Problem to solve
Copy out all of the data exactly as it appears.

Saved entries:
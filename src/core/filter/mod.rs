//! # Filter Module
//!
//! The small expression language selecting images for actions.
//!
//! A filter is a comma-separated list of clauses with OR semantics:
//! an image matching any clause is selected. Clause forms:
//!
//! - `tag>0.8` - score greater than
//! - `tag<0.5` - score less than (negative thresholds clamp to 0)
//! - `tag=1`   - score equals
//! - `!tag`    - tag absent or zero
//! - `tag`     - tag present and non-zero
//!
//! A malformed clause is logged and skipped; it never aborts the run.

use crate::core::ImageResult;
use std::collections::HashSet;
use std::path::PathBuf;
use tracing::warn;

/// Comparison applied by a clause
#[derive(Debug, Clone, Copy, PartialEq, Eq)]
pub enum Comparator {
    GreaterThan,
    LessThan,
    Equals,
    Absent,
    Present,
}

/// One parsed filter clause
#[derive(Debug, Clone, PartialEq)]
pub struct Clause {
    pub tag: String,
    pub comparator: Comparator,
    pub threshold: f64,
}

impl Clause {
    /// Parse a single clause, `None` when malformed
    fn parse(raw: &str) -> Option<Clause> {
        let raw = raw.trim();
        if raw.is_empty() {
            return None;
        }

        if let Some(tag) = raw.strip_prefix('!') {
            let tag = tag.trim();
            if tag.is_empty() {
                return None;
            }
            return Some(Clause {
                tag: tag.to_string(),
                comparator: Comparator::Absent,
                threshold: 0.0,
            });
        }

        for (symbol, comparator) in [
            ('>', Comparator::GreaterThan),
            ('<', Comparator::LessThan),
            ('=', Comparator::Equals),
        ] {
            if let Some((tag, value)) = raw.split_once(symbol) {
                let tag = tag.trim();
                let threshold: f64 = value.trim().parse().ok()?;
                if tag.is_empty() {
                    return None;
                }
                // Scores never go below zero, clamp the threshold too.
                return Some(Clause {
                    tag: tag.to_string(),
                    comparator,
                    threshold: threshold.max(0.0),
                });
            }
        }

        Some(Clause {
            tag: raw.to_string(),
            comparator: Comparator::Present,
            threshold: 0.0,
        })
    }

    /// Check one image against the clause
    pub fn matches(&self, image: &ImageResult) -> bool {
        let score = image.tags.get(&self.tag).copied();
        match self.comparator {
            Comparator::GreaterThan => score.is_some_and(|s| s > self.threshold),
            Comparator::LessThan => score.is_some_and(|s| s < self.threshold),
            Comparator::Equals => score.is_some_and(|s| s == self.threshold),
            Comparator::Absent => score.unwrap_or(0.0) == 0.0,
            Comparator::Present => score.unwrap_or(0.0) != 0.0,
        }
    }
}

/// Parse a full filter expression into its valid clauses.
///
/// Malformed clauses are dropped with a warning.
pub fn parse_filter(expression: &str) -> Vec<Clause> {
    expression
        .split(',')
        .filter(|part| !part.trim().is_empty())
        .filter_map(|part| match Clause::parse(part) {
            Some(clause) => Some(clause),
            None => {
                warn!(clause = part.trim(), "Skipping malformed filter clause");
                None
            }
        })
        .collect()
}

/// Select the images matching any clause, deduplicated by file path.
///
/// Returns indices into `results` in their original order.
pub fn select<'a>(results: &'a [ImageResult], clauses: &[Clause]) -> Vec<&'a ImageResult> {
    let mut seen: HashSet<&PathBuf> = HashSet::new();
    results
        .iter()
        .filter(|image| clauses.iter().any(|clause| clause.matches(image)))
        .filter(|image| seen.insert(&image.file))
        .collect()
}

Solution
filename src/core/filter/mod.rs
//! # Filter Module
//!
//! The small expression language selecting images for actions.
//!
//! A filter is a comma-separated list of clauses with OR semantics:
//! an image matching any clause is selected. Clause forms:
//!
//! - `tag>0.8` - score greater than
//! - `tag<0.5` - score less than (negative thresholds clamp to 0)
//! - `tag=1`   - score equals
//! - `!tag`    - tag absent or zero
//! - `tag`     - tag present and non-zero
//!
//! A malformed clause is logged and skipped; it never aborts the run.

use crate::core::ImageResult;
use std::collections::HashSet;
use std::path::PathBuf;
use tracing::warn;

/// Comparison applied by a clause
#[derive(Debug, Clone, Copy, PartialEq, Eq)]
pub enum Comparator {
    GreaterThan,
    LessThan,
    Equals,
    Absent,
    Present,
}

/// One parsed filter clause
#[derive(Debug, Clone, PartialEq)]
pub struct Clause {
    pub tag: String,
    pub comparator: Comparator,
    pub threshold: f64,
}

impl Clause {
    /// Parse a single clause, `None` when malformed
    fn parse(raw: &str) -> Option<Clause> {
        let raw = raw.trim();
        if raw.is_empty() {
            return None;
        }

        if let Some(tag) = raw.strip_prefix('!') {
            let tag = tag.trim();
            if tag.is_empty() {
                return None;
            }
            return Some(Clause {
                tag: tag.to_string(),
                comparator: Comparator::Absent,
                threshold: 0.0,
            });
        }

        for (symbol, comparator) in [
            ('>', Comparator::GreaterThan),
            ('<', Comparator::LessThan),
            ('=', Comparator::Equals),
        ] {
            if let Some((tag, value)) = raw.split_once(symbol) {
                let tag = tag.trim();
                let threshold: f64 = value.trim().parse().ok()?;
                if tag.is_empty() {
                    return None;
                }
                // Scores never go below zero, clamp the threshold too.
                return Some(Clause {
                    tag: tag.to_string(),
                    comparator,
                    threshold: threshold.max(0.0),
                });
            }
        }

        Some(Clause {
            tag: raw.to_string(),
            comparator: Comparator::Present,
            threshold: 0.0,
        })
    }

    /// Check one image against the clause
    pub fn matches(&self, image: &ImageResult) -> bool {
        let score = image.tags.get(&self.tag).copied();
        match self.comparator {
            Comparator::GreaterThan => score.is_some_and(|s| s > self.threshold),
            Comparator::LessThan => score.is_some_and(|s| s < self.threshold),
            Comparator::Equals => score.is_some_and(|s| s == self.threshold),
            Comparator::Absent => score.unwrap_or(0.0) == 0.0,
            Comparator::Present => score.unwrap_or(0.0) != 0.0,
        }
    }
}

/// Parse a full filter expression into its valid clauses.
///
/// Malformed clauses are dropped with a warning.
pub fn parse_filter(expression: &str) -> Vec<Clause> {
    expression
        .split(',')
        .filter(|part| !part.trim().is_empty())
        .filter_map(|part| match Clause::parse(part) {
            Some(clause) => Some(clause),
            None => {
                warn!(clause = part.trim(), "Skipping malformed filter clause");
                None
            }
        })
        .collect()
}

/// Select the images matching any clause, deduplicated by file path.
///
/// Returns indices into `results` in their original order.
pub fn select<'a>(results: &'a [ImageResult], clauses: &[Clause]) -> Vec<&'a ImageResult> {
    let mut seen: HashSet<&PathBuf> = HashSet::new();
    results
        .iter()
        .filter(|image| clauses.iter().any(|clause| clause.matches(image)))
        .filter(|image| seen.insert(&image.file))
        .collect()
}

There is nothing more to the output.